Florence Wong, Jacqueline G. O'Leary, K. Rajender Reddy, Heather Patton, Patrick S. Kamath, Michael B. Fallon, Guadalupe Garcia-Tsao, Ram M. Subramanian, Raza Malik, Benedict Maliakkal, Leroy R. Thacker, Jasmohan S. Bajaj

Research output: Contribution to journalArticlepeer-review

210 Scopus citations

Abstract

Background & Aims Participants at a consensus conference proposed defining cirrhosis-associated acute kidney injury (AKI) based on a >50% increase in serum creatinine level from the stable baseline value in <6 months or an increase of ≥0.3 mg/dL in <48 hours. We performed a prospective study to evaluate the ability of these criteria to predict mortality within 30 days of hospitalization among patients with cirrhosis and infection. Methods We followed up 337 patients with cirrhosis who were admitted to the hospital with an infection or developed an infection during hospitalization (56% men; 56 ± 10 years of age; Model for End-Stage Liver Disease [MELD] score, 20 ± 8) at 12 centers in North America.
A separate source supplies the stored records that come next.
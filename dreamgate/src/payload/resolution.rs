//! Pixel-dimension resolution.
//!
//! Maps the requested aspect ratio and resolution tier to concrete pixel
//! dimensions. Forced-resolution models short-circuit the computation;
//! degenerate ratios fall back to square output at the requested tier.

use super::models::ModelSpec;
use crate::credential::Region;
use serde::Serialize;
use std::fmt;
use tracing::debug;

/// Generated edges are rounded to multiples of this.
const EDGE_MULTIPLE: u32 = 8;

/// Widest aspect accepted before the input is considered degenerate.
const MAX_ASPECT: f64 = 4.0;

/// Resolution tier of a generation request.
#[derive(Debug, Clone, Copy, PartialEq, Eq, Serialize)]
pub enum ResolutionTier {
    #[serde(rename = "480p")]
    P480,
    #[serde(rename = "720p")]
    P720,
    #[serde(rename = "1080p")]
    P1080,
    #[serde(rename = "2k")]
    K2,
}

impl ResolutionTier {
    /// Parses the wire form (`480p` | `720p` | `1080p` | `2k`).
    pub fn parse(raw: &str) -> Option<Self> {
        match raw.trim().to_ascii_lowercase().as_str() {
            "480p" => Some(Self::P480),
            "720p" => Some(Self::P720),
            "1080p" => Some(Self::P1080),
            "2k" => Some(Self::K2),
            _ => None,
        }
    }

    /// Target pixel area for this tier (the area of the 16:9 reference
    /// frame; ratios redistribute it between the edges).
    fn target_area(&self) -> f64 {
        match self {
            Self::P480 => 854.0 * 480.0,
            Self::P720 => 1280.0 * 720.0,
            Self::P1080 => 1920.0 * 1080.0,
            Self::K2 => 2560.0 * 1440.0,
        }
    }

    /// Wire name of the tier.
    pub fn as_str(&self) -> &'static str {
        match self {
            Self::P480 => "480p",
            Self::P720 => "720p",
            Self::P1080 => "1080p",
            Self::K2 => "2k",
        }
    }
}

impl Default for ResolutionTier {
    fn default() -> Self {
        Self::P1080
    }
}

impl fmt::Display for ResolutionTier {
    fn fmt(&self, f: &mut fmt::Formatter<'_>) -> fmt::Result {
        write!(f, "{}", self.as_str())
    }
}

/// Resolved output dimensions.
#[derive(Debug, Clone, Copy, PartialEq, Eq)]
pub struct Resolution {
    pub width: u32,
    pub height: u32,
    pub tier: ResolutionTier,
    /// True when the model dictated the size regardless of the request.
    pub forced: bool,
}

/// Resolves pixel dimensions for a request.
///
/// Order of precedence:
/// 1. a forced model resolution for the region,
/// 2. the requested `W:H` ratio scaled to the tier's pixel area,
/// 3. square output at the tier for degenerate ratio inputs.
pub fn resolve_resolution(
    model: &ModelSpec,
    region: Region,
    ratio: &str,
    tier: ResolutionTier,
) -> Resolution {
    if let Some((width, height)) = model.forced_resolution(region) {
        return Resolution {
            width,
            height,
            tier,
            forced: true,
        };
    }

    let (ratio_w, ratio_h) = match parse_ratio(ratio) {
        Some(parsed) => parsed,
        None => {
            debug!(ratio = ratio, "Degenerate ratio, falling back to 1:1");
            (1, 1)
        }
    };

    let aspect = f64::from(ratio_w) / f64::from(ratio_h);
    let area = tier.target_area();
    let width = round_edge((area * aspect).sqrt());
    let height = round_edge((area / aspect).sqrt());

    Resolution {
        width,
        height,
        tier,
        forced: false,
    }
}

/// Parses `W:H` into positive integers with a sane aspect range.
fn parse_ratio(raw: &str) -> Option<(u32, u32)> {
    let (w, h) = raw.trim().split_once(':')?;
    let w: u32 = w.trim().parse().ok()?;
    let h: u32 = h.trim().parse().ok()?;
    if w == 0 || h == 0 {
        return None;
    }
    let aspect = f64::from(w) / f64::from(h);
    if !(1.0 / MAX_ASPECT..=MAX_ASPECT).contains(&aspect) {
        return None;
    }
    Some((w, h))
}

fn round_edge(edge: f64) -> u32 {
    let rounded = (edge / f64::from(EDGE_MULTIPLE)).round() as u32 * EDGE_MULTIPLE;
    rounded.max(EDGE_MULTIPLE)
}

#[cfg(test)]
mod tests {
    use super::*;
    use crate::payload::{resolve_model, ModelKind};

    fn free_model() -> &'static ModelSpec {
        resolve_model(ModelKind::Image, "jimeng-4.5", Region::Cn).unwrap()
    }

    fn forced_model() -> &'static ModelSpec {
        resolve_model(ModelKind::Image, "jimeng-2.1", Region::Cn).unwrap()
    }

    #[test]
    fn test_tier_parse() {
        assert_eq!(ResolutionTier::parse("1080p"), Some(ResolutionTier::P1080));
        assert_eq!(ResolutionTier::parse("2K"), Some(ResolutionTier::K2));
        assert_eq!(ResolutionTier::parse(" 720p "), Some(ResolutionTier::P720));
        assert_eq!(ResolutionTier::parse("4k"), None);
    }

    #[test]
    fn test_sixteen_nine_at_1080p() {
        let res = resolve_resolution(free_model(), Region::Cn, "16:9", ResolutionTier::P1080);
        assert_eq!((res.width, res.height), (1920, 1080));
        assert!(!res.forced);

        // Ratio within 0.5% of 16:9.
        let actual = f64::from(res.width) / f64::from(res.height);
        assert!((actual - 16.0 / 9.0).abs() / (16.0 / 9.0) < 0.005);
    }

    #[test]
    fn test_square_at_1080p() {
        let res = resolve_resolution(free_model(), Region::Cn, "1:1", ResolutionTier::P1080);
        assert_eq!((res.width, res.height), (1440, 1440));
    }

    #[test]
    fn test_portrait_mirrors_landscape() {
        let landscape =
            resolve_resolution(free_model(), Region::Cn, "16:9", ResolutionTier::P720);
        let portrait = resolve_resolution(free_model(), Region::Cn, "9:16", ResolutionTier::P720);
        assert_eq!(landscape.width, portrait.height);
        assert_eq!(landscape.height, portrait.width);
    }

    #[test]
    fn test_edges_are_multiples_of_eight() {
        for ratio in ["16:9", "4:3", "3:2", "21:9", "2:3"] {
            for tier in [
                ResolutionTier::P480,
                ResolutionTier::P720,
                ResolutionTier::P1080,
                ResolutionTier::K2,
            ] {
                let res = resolve_resolution(free_model(), Region::Cn, ratio, tier);
                assert_eq!(res.width % EDGE_MULTIPLE, 0, "{ratio} {tier} width");
                assert_eq!(res.height % EDGE_MULTIPLE, 0, "{ratio} {tier} height");
            }
        }
    }

    #[test]
    fn test_forced_model_ignores_request() {
        let res = resolve_resolution(forced_model(), Region::Cn, "16:9", ResolutionTier::K2);
        assert_eq!((res.width, res.height), (1024, 1024));
        assert!(res.forced);
    }

    #[test]
    fn test_degenerate_ratio_falls_back_to_square() {
        for raw in ["", "16x9", "0:9", "16:0", "banana", "100:1"] {
            let res = resolve_resolution(free_model(), Region::Cn, raw, ResolutionTier::P1080);
            assert_eq!(res.width, res.height, "input {raw:?}");
            assert!(!res.forced);
        }
    }

    #[test]
    fn test_higher_tier_is_larger() {
        let low = resolve_resolution(free_model(), Region::Cn, "16:9", ResolutionTier::P480);
        let high = resolve_resolution(free_model(), Region::Cn, "16:9", ResolutionTier::K2);
        assert!(high.width > low.width);
        assert!(high.height > low.height);
    }
}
We compared data on 30-day mortality, length of stay in the hospital, and organ failure between patients with and without AKI. Results In total, based on the consensus criteria, 166 patients (49%) developed AKI during hospitalization. Patients who developed AKI were admitted with higher Child-Pugh scores than those who did not develop AKI (11.0 ± 2.1 vs 9.6 ± 2.1; P <.0001) as well as higher MELD scores (23 ± 8 vs 17 ± 7; P <.0001) and lower mean arterial pressure (81 ± 16 vs 85 ± 15 mm Hg; P <.01). Higher percentages of patients with AKI died within 30 days of hospitalization (34% vs 7%), were transferred to the intensive care unit (46% vs 20%), required ventilation (27% vs 6%), or went into shock (31% vs 8%); patients with AKI also had longer stays in the hospital (17.8 ± 19.8 vs 13.3 ± 31.8 days) (all P <.001). Of the AKI episodes, 56% were transient, 28% were persistent, and 16% resulted in dialysis. Mortality was higher among those without renal recovery (80%) compared with partial (40%) or complete recovery (15%) or those who did not develop AKI (7%; P <.0001). Conclusions Among patients with cirrhosis, 30-day mortality is 10-fold higher among those with irreversible AKI than those without AKI. The consensus definition of AKI accurately predicts 30-day mortality, length of hospital stay, and organ failure.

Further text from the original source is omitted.